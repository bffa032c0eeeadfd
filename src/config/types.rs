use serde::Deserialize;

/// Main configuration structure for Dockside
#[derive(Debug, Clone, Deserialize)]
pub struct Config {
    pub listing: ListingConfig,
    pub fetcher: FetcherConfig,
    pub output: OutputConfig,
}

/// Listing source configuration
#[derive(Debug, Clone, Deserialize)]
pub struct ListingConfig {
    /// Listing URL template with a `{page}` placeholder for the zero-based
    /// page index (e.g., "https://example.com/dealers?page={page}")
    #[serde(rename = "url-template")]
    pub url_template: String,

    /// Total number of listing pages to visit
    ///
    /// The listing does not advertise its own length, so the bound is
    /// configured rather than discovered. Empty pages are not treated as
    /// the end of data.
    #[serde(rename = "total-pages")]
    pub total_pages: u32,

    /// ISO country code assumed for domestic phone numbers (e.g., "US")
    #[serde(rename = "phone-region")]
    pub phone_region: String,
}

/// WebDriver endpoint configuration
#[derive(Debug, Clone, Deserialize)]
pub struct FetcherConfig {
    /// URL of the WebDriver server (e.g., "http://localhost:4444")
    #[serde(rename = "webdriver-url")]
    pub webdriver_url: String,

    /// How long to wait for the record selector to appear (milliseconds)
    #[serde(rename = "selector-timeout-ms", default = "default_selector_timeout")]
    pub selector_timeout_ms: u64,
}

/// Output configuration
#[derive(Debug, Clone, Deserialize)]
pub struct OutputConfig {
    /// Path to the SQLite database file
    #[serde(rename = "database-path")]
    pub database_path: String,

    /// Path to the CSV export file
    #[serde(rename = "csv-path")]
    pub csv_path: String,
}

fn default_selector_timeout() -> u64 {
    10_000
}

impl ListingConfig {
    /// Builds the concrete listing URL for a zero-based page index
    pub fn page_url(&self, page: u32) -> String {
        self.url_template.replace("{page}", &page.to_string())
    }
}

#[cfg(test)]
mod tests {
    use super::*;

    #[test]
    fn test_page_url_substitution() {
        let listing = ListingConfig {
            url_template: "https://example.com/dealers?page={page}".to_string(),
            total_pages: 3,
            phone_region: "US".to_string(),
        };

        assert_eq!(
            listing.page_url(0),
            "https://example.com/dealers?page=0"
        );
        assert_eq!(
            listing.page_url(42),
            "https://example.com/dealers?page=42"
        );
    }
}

========

THE PROBLEM:
From the opening line of the data above through the line holding "end of data.", give every line again exactly as it stands.

SOLUTION FOR THIS EXERCISE:
repository bffa032c0eeeadfd
filename src/config/types.rs
use serde::Deserialize;

/// Main configuration structure for Dockside
#[derive(Debug, Clone, Deserialize)]
pub struct Config {
    pub listing: ListingConfig,
    pub fetcher: FetcherConfig,
    pub output: OutputConfig,
}

/// Listing source configuration
#[derive(Debug, Clone, Deserialize)]
pub struct ListingConfig {
    /// Listing URL template with a `{page}` placeholder for the zero-based
    /// page index (e.g., "https://example.com/dealers?page={page}")
    #[serde(rename = "url-template")]
    pub url_template: String,

    /// Total number of listing pages to visit
    ///
    /// The listing does not advertise its own length, so the bound is
    /// configured rather than discovered. Empty pages are not treated as
    /// the end of data.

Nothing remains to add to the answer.